= Lori Baker =

American novelist and short story writer (born 1962)

Lori Baker (born 1962) is an American novelist and short story writer. She has earned degrees from Wheaton College, Brown University and Boston College. Her books include: The Glass Ocean (Penguin Press, 2013; Virago, 2013); Crash & Tell: Stories (LSU Press, 2011); Crazy Water: Six Fictions (NYU Press, 1996); and Scraps (paradigm press, 1995). Crazy Water received the Mamdouha S. Bobst Prize for Emerging Fiction.

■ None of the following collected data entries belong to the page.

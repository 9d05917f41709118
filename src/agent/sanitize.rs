// Reasoning-span removal
//
// Some models (deepseek-r1, qwen3, ...) emit their deliberation inline,
// wrapped in a pair of markers. It must never reach a translation or a
// critique, so every answer goes through a `ReasoningFilter`.

use anyhow::{bail, Result};
use once_cell::sync::Lazy;
use regex::Regex;
use serde::{Deserialize, Serialize};

use crate::config::constants::{DEFAULT_REASONING_CLOSE, DEFAULT_REASONING_OPEN};

static DEFAULT_PATTERN: Lazy<Regex> = Lazy::new(|| {
    build_pattern(DEFAULT_REASONING_OPEN, DEFAULT_REASONING_CLOSE).expect("reasoning regex")
});

/// Opening and closing marker of a reasoning span.
#[derive(Debug, Clone, PartialEq, Eq, Serialize, Deserialize)]
#[serde(default)]
pub struct ReasoningMarkers {
    pub open_marker: String,
    pub close_marker: String,
}

impl Default for ReasoningMarkers {
    fn default() -> Self {
        Self {
            open_marker: DEFAULT_REASONING_OPEN.to_string(),
            close_marker: DEFAULT_REASONING_CLOSE.to_string(),
        }
    }
}

impl ReasoningMarkers {
    pub fn new(open_marker: impl Into<String>, close_marker: impl Into<String>) -> Self {
        Self {
            open_marker: open_marker.into(),
            close_marker: close_marker.into(),
        }
    }

    pub fn validate(&self) -> Result<()> {
        if self.open_marker.is_empty() || self.close_marker.is_empty() {
            bail!("reasoning markers must not be empty");
        }
        if self.open_marker == self.close_marker {
            bail!("reasoning open and close markers must differ");
        }
        Ok(())
    }
}

/// Strips every non-overlapping `open … close` span from model output.
#[derive(Debug, Clone)]
pub struct ReasoningFilter {
    pattern: Regex,
}

impl ReasoningFilter {
    pub fn new(markers: &ReasoningMarkers) -> Result<Self> {
        markers.validate()?;
        let pattern = build_pattern(&markers.open_marker, &markers.close_marker)?;
        Ok(Self { pattern })
    }

    /// Remove reasoning spans and trim the surrounding whitespace.
    ///
    /// Spans may cross newlines. The shortest span wins, so text between two
    /// separate spans survives. An opening marker with no closing marker is
    /// left untouched.
    pub fn strip(&self, text: &str) -> String {
        self.pattern.replace_all(text, "").trim().to_string()
    }
}

impl Default for ReasoningFilter {
    fn default() -> Self {
        Self {
            pattern: DEFAULT_PATTERN.clone(),
        }
    }
}

/// [`ReasoningFilter::strip`] with the default `<think>…</think>` markers.
pub fn strip_reasoning(text: &str) -> String {
    DEFAULT_PATTERN.replace_all(text, "").trim().to_string()
}

fn build_pattern(open: &str, close: &str) -> Result<Regex, regex::Error> {
    Regex::new(&format!(
        "(?s){}.*?{}",
        regex::escape(open),
        regex::escape(close)
    ))
}

#[cfg(test)]
mod tests {
    use super::*;

    #[test]
    fn test_strip_single_span() {
        let raw = "<think>\nThe user wants Dutch.\n</think>\n\nHallo wereld";
        assert_eq!(strip_reasoning(raw), "Hallo wereld");
    }

    #[test]
    fn test_strip_multiple_spans_keeps_text_between() {
        let raw = "<think>a</think>Hallo <think>b</think>wereld";
        assert_eq!(strip_reasoning(raw), "Hallo wereld");
    }

    #[test]
    fn test_no_markers_is_identity_modulo_trim() {
        assert_eq!(strip_reasoning("  plain text \n"), "plain text");
    }

    #[test]
    fn test_unclosed_marker_left_in_place() {
        assert_eq!(strip_reasoning("<think>never closed"), "<think>never closed");
    }

    #[test]
    fn test_custom_markers_are_escaped() {
        let filter = ReasoningFilter::new(&ReasoningMarkers::new("[[reason]]", "[[/reason]]"))
            .unwrap();
        assert_eq!(filter.strip("[[reason]]x.*y[[/reason]]Bonjour"), "Bonjour");
        // Default markers are not special for a custom filter
        assert_eq!(filter.strip("<think>a</think>b"), "<think>a</think>b");
    }

    #[test]
    fn test_default_filter_matches_free_function() {
        let raw = "<think>x</think> ok";
        assert_eq!(ReasoningFilter::default().strip(raw), strip_reasoning(raw));
    }

    #[test]
    fn test_invalid_markers_rejected() {
        assert!(ReasoningFilter::new(&ReasoningMarkers::new("", "</x>")).is_err());
        assert!(ReasoningFilter::new(&ReasoningMarkers::new("|", "|")).is_err());
    }
}
// Role agent configuration — model, languages, expertise, base guidance

use serde::{Deserialize, Serialize};
use std::fmt;

/// Which part of the round trip an agent plays.
///
/// Behaviour is identical for every role; the tag only labels logs and
/// decides which language pair the agent is built with.
#[derive(Debug, Clone, Copy, PartialEq, Eq, Hash, Serialize, Deserialize)]
#[serde(rename_all = "lowercase")]
pub enum Role {
    /// Source → target translation
    Forward,
    /// Target → source back-translation
    Backward,
    /// Similarity scoring and critique
    Judge,
}

impl Role {
    pub fn as_str(&self) -> &'static str {
        match self {
            Self::Forward => "forward",
            Self::Backward => "backward",
            Self::Judge => "judge",
        }
    }
}

impl fmt::Display for Role {
    fn fmt(&self, f: &mut fmt::Formatter<'_>) -> fmt::Result {
        f.write_str(self.as_str())
    }
}

/// Everything a role agent is bound to for the lifetime of one run.
#[derive(Debug, Clone, PartialEq, Eq)]
pub struct AgentProfile {
    pub role: Role,
    /// Backend model id (e.g. "gemma3:4b")
    pub model_id: String,
    /// Free-text domain description
    pub expertise: String,
    /// Base instructions; the loop threads its own, growing copy into
    /// forward translations
    pub guidance: String,
    pub source_lang: String,
    pub dest_lang: String,
}

impl AgentProfile {
    pub fn new(
        role: Role,
        model_id: impl Into<String>,
        source_lang: impl Into<String>,
        dest_lang: impl Into<String>,
    ) -> Self {
        Self {
            role,
            model_id: model_id.into(),
            expertise: String::new(),
            guidance: String::new(),
            source_lang: source_lang.into(),
            dest_lang: dest_lang.into(),
        }
    }

    pub fn with_expertise(mut self, expertise: impl Into<String>) -> Self {
        self.expertise = expertise.into();
        self
    }

    pub fn with_guidance(mut self, guidance: impl Into<String>) -> Self {
        self.guidance = guidance.into();
        self
    }
}

/// Loose language-name comparison: "English" and " english" name the same language.
pub fn same_language(a: &str, b: &str) -> bool {
    a.trim().eq_ignore_ascii_case(b.trim())
}
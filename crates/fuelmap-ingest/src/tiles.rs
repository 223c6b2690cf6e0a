//! Tile archive construction
//!
//! Invokes the external tiling tool (tippecanoe) over the GeoJSON layer to
//! produce the MBTiles archive. The tool is an opaque collaborator: the
//! contract is its argument list and exit-code convention. The archive is
//! only treated as valid when the tool exits zero.

use crate::config::TileConfig;
use fuelmap_common::{FuelmapError, Result};
use std::path::Path;
use std::process::Command;
use tracing::{debug, info};

/// Build the tile archive from `geojson_path` into `mbtiles_path`.
///
/// The executable is resolved from the runtime search path; its absence is
/// [`FuelmapError::ToolNotFound`]. A nonzero exit is [`FuelmapError::Build`]
/// carrying the tool's diagnostic output.
pub fn build_tiles(geojson_path: &Path, mbtiles_path: &Path, config: &TileConfig) -> Result<()> {
    let executable = which::which(&config.executable)
        .map_err(|_| FuelmapError::ToolNotFound(config.executable.clone()))?;

    debug!(tool = %executable.display(), layer = %config.layer, "invoking tiling tool");

    let output = Command::new(executable)
        .arg("-o")
        .arg(mbtiles_path)
        .arg(format!("-r{}", config.drop_rate))
        .arg(format!("-z{}", config.max_zoom))
        .arg(format!("-Z{}", config.min_zoom))
        .arg("-l")
        .arg(&config.layer)
        .arg(geojson_path)
        .arg("--force")
        .output()?;

    if !output.status.success() {
        return Err(FuelmapError::Build {
            status: output.status.code().unwrap_or(-1),
            stderr: String::from_utf8_lossy(&output.stderr).into_owned(),
        });
    }

    info!(archive = %mbtiles_path.display(), "tile archive built");
    Ok(())
}
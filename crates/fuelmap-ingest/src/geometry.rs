//! Geometry projection
//!
//! Builds the GeoJSON point layer from the canonical table. Only rows with
//! both coordinates present survive; coordinates move into the feature
//! geometry and are never duplicated into properties. Absent property
//! values serialize as explicit `null` so every feature carries the same
//! property key set.

use crate::normalize::{
    CanonicalRow, FIELD_DIRECCION, FIELD_FECHA_DESCARGA, FIELD_GASOLEO_A, FIELD_GASOLINA_95,
    FIELD_HORARIO, FIELD_MUNICIPIO, FIELD_PROVINCIA, FIELD_ROTULO,
};
use geojson::{Feature, FeatureCollection, Geometry, JsonObject, Value as GeoValue};
use serde_json::Value;

fn text_value(field: &Option<String>) -> Value {
    match field {
        Some(s) => Value::String(s.clone()),
        None => Value::Null,
    }
}

fn number_value(field: Option<f64>) -> Value {
    field
        .and_then(serde_json::Number::from_f64)
        .map(Value::Number)
        .unwrap_or(Value::Null)
}

/// Feature properties: every canonical field except the coordinate pair.
fn properties(row: &CanonicalRow) -> JsonObject {
    let mut props = JsonObject::new();
    props.insert(FIELD_ROTULO.to_string(), text_value(&row.rotulo));
    props.insert(FIELD_HORARIO.to_string(), text_value(&row.horario));
    props.insert(FIELD_DIRECCION.to_string(), text_value(&row.direccion));
    props.insert(FIELD_MUNICIPIO.to_string(), text_value(&row.municipio));
    props.insert(FIELD_PROVINCIA.to_string(), text_value(&row.provincia));
    props.insert(
        FIELD_GASOLEO_A.to_string(),
        number_value(row.precio_gasoleo_a),
    );
    props.insert(
        FIELD_GASOLINA_95.to_string(),
        number_value(row.precio_gasolina_95),
    );
    props.insert(
        FIELD_FECHA_DESCARGA.to_string(),
        Value::String(row.fecha_descarga.clone()),
    );
    props
}

/// Project canonical rows into a GeoJSON feature collection.
///
/// Retains only rows where both latitude and longitude parsed; output
/// ordering matches input row ordering.
pub fn project(rows: &[CanonicalRow]) -> FeatureCollection {
    let features = rows
        .iter()
        .filter_map(|row| {
            let (lat, lon) = (row.latitud?, row.longitud?);
            Some(Feature {
                bbox: None,
                geometry: Some(Geometry::new(GeoValue::Point(vec![lon, lat]))),
                id: None,
                properties: Some(properties(row)),
                foreign_members: None,
            })
        })
        .collect();

    FeatureCollection {
        bbox: None,
        features,
        foreign_members: None,
    }
}

#[cfg(test)]
#[allow(clippy::unwrap_used, clippy::expect_used)]
mod tests {
    use super::*;
    use crate::normalize::{normalize, RawRecord, FIELD_LATITUD, FIELD_LONGITUD};
    use chrono::NaiveDate;

    fn row(lat: Option<f64>, lon: Option<f64>) -> CanonicalRow {
        CanonicalRow {
            rotulo: Some("REPSOL".to_string()),
            horario: None,
            direccion: Some("CALLE MAYOR 1".to_string()),
            municipio: Some("Madrid".to_string()),
            provincia: Some("MADRID".to_string()),
            precio_gasoleo_a: Some(1.399),
            precio_gasolina_95: None,
            fecha_descarga: "09/03/2026".to_string(),
            latitud: lat,
            longitud: lon,
        }
    }

    #[test]
    fn test_project_retains_only_rows_with_both_coordinates() {
        let rows = vec![
            row(Some(40.41), Some(-3.70)),
            row(None, Some(-3.70)),
            row(Some(40.41), None),
            row(None, None),
        ];

        let collection = project(&rows);

        assert_eq!(collection.features.len(), 1);
    }

    #[test]
    fn test_project_coordinates_are_lon_lat() {
        let collection = project(&[row(Some(40.41), Some(-3.70))]);

        let geometry = collection.features[0].geometry.as_ref().unwrap();
        match &geometry.value {
            GeoValue::Point(coords) => assert_eq!(coords, &vec![-3.70, 40.41]),
            other => panic!("expected point geometry, got {other:?}"),
        }
    }

    #[test]
    fn test_project_properties_exclude_coordinate_fields() {
        let collection = project(&[row(Some(40.41), Some(-3.70))]);

        let props = collection.features[0].properties.as_ref().unwrap();
        assert!(!props.contains_key(FIELD_LATITUD));
        assert!(!props.contains_key(FIELD_LONGITUD));
        assert_eq!(props.len(), 8);
    }

    #[test]
    fn test_project_absent_values_are_explicit_null() {
        let collection = project(&[row(Some(40.41), Some(-3.70))]);

        let props = collection.features[0].properties.as_ref().unwrap();
        assert_eq!(props.get("Horario"), Some(&Value::Null));
        assert_eq!(props.get("Precio Gasolina 95 E5"), Some(&Value::Null));
        assert_eq!(
            props.get("Precio Gasoleo A"),
            Some(&Value::Number(serde_json::Number::from_f64(1.399).unwrap()))
        );
    }

    #[test]
    fn test_feature_collection_round_trips_through_json() {
        let rows = vec![row(Some(40.41), Some(-3.70)), row(Some(43.36), Some(-8.41))];
        let collection = project(&rows);

        let serialized = serde_json::to_string(&collection).unwrap();
        let reparsed: FeatureCollection = serialized.parse::<geojson::GeoJson>().unwrap().try_into().unwrap();

        assert_eq!(reparsed.features.len(), 2);
        let geometry = reparsed.features[1].geometry.as_ref().unwrap();
        match &geometry.value {
            GeoValue::Point(coords) => {
                assert!((coords[0] - -8.41).abs() < 1e-9);
                assert!((coords[1] - 43.36).abs() < 1e-9);
            },
            other => panic!("expected point geometry, got {other:?}"),
        }
        // Absent properties survive as explicit null, not as missing keys.
        let props = reparsed.features[0].properties.as_ref().unwrap();
        assert_eq!(props.get("Horario"), Some(&Value::Null));
    }

    #[test]
    fn test_project_from_normalized_spanish_records() {
        let mut rec = RawRecord::new();
        rec.insert(
            "Precio Gasolina 95 E5".to_string(),
            Value::String("1,459".to_string()),
        );
        rec.insert(FIELD_LATITUD.to_string(), Value::String("40,41".to_string()));
        rec.insert(FIELD_LONGITUD.to_string(), Value::String("-3,70".to_string()));

        let rows = normalize(&[rec], NaiveDate::from_ymd_opt(2026, 3, 9).unwrap());
        let collection = project(&rows);

        assert_eq!(collection.features.len(), 1);
        let geometry = collection.features[0].geometry.as_ref().unwrap();
        match &geometry.value {
            GeoValue::Point(coords) => assert_eq!(coords, &vec![-3.70, 40.41]),
            other => panic!("expected point geometry, got {other:?}"),
        }
    }
}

Critical responses to Baker's work have been generous. Man Booker Prize-winning novelist John Banville wrote, "The Glass Ocean is that rarest of things, a historical novel, or at least a novel set in history, that is also a work of art. Lori Baker is a captivating storyteller, and her prose has the flash and fire of molten glass." Other praise for the novel has come from Clare Clark, Bill Goldstein, and novelist Thomas Pynchon. According to WorldCat, the book is held in 706 libraries.

Along with her writing, Baker is part of the International Writers Project steering committee at Brown University, a project founded in 2003; each year, the IWP brings one visiting fellow to Brown for the academic year. The fellow is a prominent or emerging literary writer who has faced serious difficulties because of her or his writing (such as severe harassment, censorship, imprisonment, death threats). The project was founded by the novelist Robert Coover, and is currently overseen by Baker, Erik Ehn and Gale Nelson.